En su discurso aspiracionista, la “gente decente” pacta con el neoliberalismo en la mantención de una ideología que se sostiene en el desencuentro con el otro y en la estigmatización social. De este modo, lo que vemos que se ejerce cotidianamente es la vieja fórmula del Estado: producir violencias entre semejantes es una forma que adopta el discurso del poder para seguir gobernando.
Más irrisorias son las voces de académicos de diversas universidades, los que contrariados pierden su norte discursivo ante este movimiento social. En efecto, es como si nadie se salvara de tener una postura prioritaria sobre “los saqueos” y “desmanes”. Cualquiera, independientemente de su acceso a la educación, prefiere posicionarse moralmente respecto de estos hechos, afirmando el muro simbólico entre los del centro y la periferia. Así, la idea de los buenos (conscientes) y los malos (domésticos) es solidaria al “eso no es lo que quiere Chile, no es lo que merece Chile” pronunciado por la ex-personera de Gobierno.
Frente a este escenario, nos es imperativo reclamar que los “’desclasados” son de la población de más allá, de más abajo, de más arriba o de algún lugar que quedó en la periferia del buen vivir privilegiado porque alguien pudo ganar “un par de lucas más” que el resto.

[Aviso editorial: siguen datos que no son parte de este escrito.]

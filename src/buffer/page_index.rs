//! Page index - maps cached page numbers to frame slots.

use std::collections::HashMap;

use crate::common::{FrameId, PageId};

/// Mapping from page number to the frame caching it.
///
/// Keys are unique. The [`FrameTable`](super::frame_table::FrameTable)
/// keeps exactly one entry per occupied frame.
#[derive(Debug, Default)]
pub(crate) struct PageIndex {
    map: HashMap<PageId, FrameId>,
}

impl PageIndex {
    pub(crate) fn with_capacity(capacity: usize) -> Self {
        Self {
            map: HashMap::with_capacity(capacity),
        }
    }

    #[inline]
    pub(crate) fn get(&self, page_id: PageId) -> Option<FrameId> {
        self.map.get(&page_id).copied()
    }

    /// Insert a mapping. The page must not already be indexed.
    pub(crate) fn insert(&mut self, page_id: PageId, frame_id: FrameId) {
        let previous = self.map.insert(page_id, frame_id);
        debug_assert!(previous.is_none(), "{} indexed twice", page_id);
    }

    pub(crate) fn remove(&mut self, page_id: PageId) -> Option<FrameId> {
        self.map.remove(&page_id)
    }

    #[inline]
    pub(crate) fn len(&self) -> usize {
        self.map.len()
    }

    pub(crate) fn iter(&self) -> impl Iterator<Item = (PageId, FrameId)> + '_ {
        self.map.iter().map(|(&pid, &fid)| (pid, fid))
    }
}
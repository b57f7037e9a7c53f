//! Checked handles to pinned pages.

use crate::common::{FrameId, PageId};

/// Token returned by [`BufferPool::pin`](super::BufferPool::pin).
///
/// A handle is not a borrow. It records which frame held the page and that
/// frame's generation at pin time; the pool checks both on every
/// [`page`](super::BufferPool::page) / [`page_mut`](super::BufferPool::page_mut)
/// call and returns `Error::StaleHandle` once the frame has been reloaded
/// with another page.
///
/// # Example
/// ```ignore
/// let handle = pool.pin(PageId::new(0))?;
/// pool.page_mut(&handle)?.as_mut_slice()[0] = 0xAB;
/// pool.mark_dirty(handle.page_id())?;
/// pool.unpin(handle.page_id())?;
/// ```
#[derive(Debug, Clone, Copy, PartialEq, Eq, Hash)]
pub struct PageHandle {
    page_id: PageId,
    frame_id: FrameId,
    generation: u64,
}

impl PageHandle {
    pub(crate) fn new(page_id: PageId, frame_id: FrameId, generation: u64) -> Self {
        Self {
            page_id,
            frame_id,
            generation,
        }
    }

    /// Get the page ID.
    #[inline]
    pub fn page_id(&self) -> PageId {
        self.page_id
    }

    /// Get the frame ID.
    #[inline]
    pub fn frame_id(&self) -> FrameId {
        self.frame_id
    }

    #[inline]
    pub(crate) fn generation(&self) -> u64 {
        self.generation
    }
}
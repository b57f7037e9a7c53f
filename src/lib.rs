//! pagepool - a page-based storage layer with a pluggable buffer pool.
//!
//! # Architecture
//! ```text
//! ┌─────────────────────────────────────────────────────────────────┐
//! │                           Caller                                │
//! │          pin → page / page_mut → mark_dirty → unpin             │
//! ├─────────────────────────────────────────────────────────────────┤
//! │  ┌─────────────────────────────────────────────────────────┐   │
//! │  │                Buffer Pool (buffer/)                     │   │
//! │  │   ┌─────────────────────────────────────────────────┐   │   │
//! │  │   │  Replacement Policies: FIFO | LRU | CLOCK | LFU │   │   │
//! │  │   │          (chosen when the pool is built)         │   │   │
//! │  │   └─────────────────────────────────────────────────┘   │   │
//! │  │      BufferPool + FrameTable + Statistics               │   │
//! │  └─────────────────────────────────────────────────────────┘   │
//! │                              ↓                                  │
//! │  ┌─────────────────────────────────────────────────────────┐   │
//! │  │             Storage Layer (storage/)                     │   │
//! │  │       StorageBackend: PageFile | MemoryStorage           │   │
//! │  └─────────────────────────────────────────────────────────┘   │
//! └─────────────────────────────────────────────────────────────────┘
//! ```
//!
//! # Modules
//! - [`common`] - Shared primitives (PageId, FrameId, Error, config)
//! - [`buffer`] - Buffer pool management and replacement policies
//! - [`storage`] - Page files and block I/O
//!
//! # Quick Start
//! ```no_run
//! use pagepool::{BufferPool, BufferPoolConfig, PageFile, PageId, ReplacementStrategy};
//!
//! PageFile::create("my_pages.bin").unwrap();
//!
//! let config = BufferPoolConfig::new("my_pages.bin")
//!     .with_pool_size(3)
//!     .with_strategy(ReplacementStrategy::Lru);
//! let mut pool = BufferPool::open(config).unwrap();
//!
//! let handle = pool.pin(PageId::new(0)).unwrap();
//! pool.page_mut(&handle).unwrap().as_mut_slice()[0] = 0xAB;
//! pool.mark_dirty(handle.page_id()).unwrap();
//! pool.unpin(handle.page_id()).unwrap();
//!
//! let file = pool.shutdown().unwrap();
//! file.close().unwrap();
//! ```

pub mod buffer;
pub mod common;
pub mod storage;

// Re-export commonly used items at crate root for convenience
pub use common::config::PAGE_SIZE;
pub use common::{Error, FrameId, PageId, Result};

pub use buffer::{
    BufferPool, BufferPoolConfig, BufferPoolStats, Frame, PageHandle, ReplacementStrategy,
    ShutdownError,
};
pub use storage::{MemoryStorage, Page, PageFile, StorageBackend};
//! Storage layer - page format and block I/O.
//!
//! This module handles persistent storage:
//! - [`Page`] - The raw 4KB data container
//! - [`StorageBackend`] - The block interface the buffer pool consumes
//! - [`PageFile`] - File-backed implementation
//! - [`MemoryStorage`] - In-memory implementation

mod backend;
mod memory;
mod page;
mod page_file;

pub use backend::StorageBackend;
pub use memory::MemoryStorage;
pub use page::Page;
pub use page_file::PageFile;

Así que, por favor, observemos nuestros pensamientos: ante la violencia desconocemos al otro, aceptamos la propuesta del gobierno de identificar en nuestros territorios al enemigo interno, cancelamos el habla de unos con otros y perdemos el foco de nuestra lucha. Una lucha de larga data que se orienta hacia la conquista de una vida justa, una vida digna, una que valga la pena vivir para todos los del hoy y del mañana en este país. Si nos vinculamos con los de allá y los de acá ganamos en gobierno territorial, a lo cual se agrega una estrategia de autocuidado si consideramos que conocerse entre vecinos nos ayuda a protegernos, aprender y pensar con otros.
De esta manera, quizás, comencemos a enmendar poco a poco las heridas que nos hemos hecho por décadas arrojándonos a una soledad abrumadora derivada de una lucha hostil por subsanar individualmente la precariedad que nos afecta a todos. Ver así este problema nos permite permutar la pregunta de la violencia, el vandalismo o los saqueos, por una interrogación más humana o, como insiste Mariano Puga, “¿Qué he hecho yo por afectar para mejor sus vidas?”
Valeska Orellana Moraga es psicóloga, Investigadora asociada de la Unidad “Trauma, memoria y procesos de simbolización” del Programa Clínica y Cultura de la Facultad de Ciencias Sociales de la Universidad de Chile.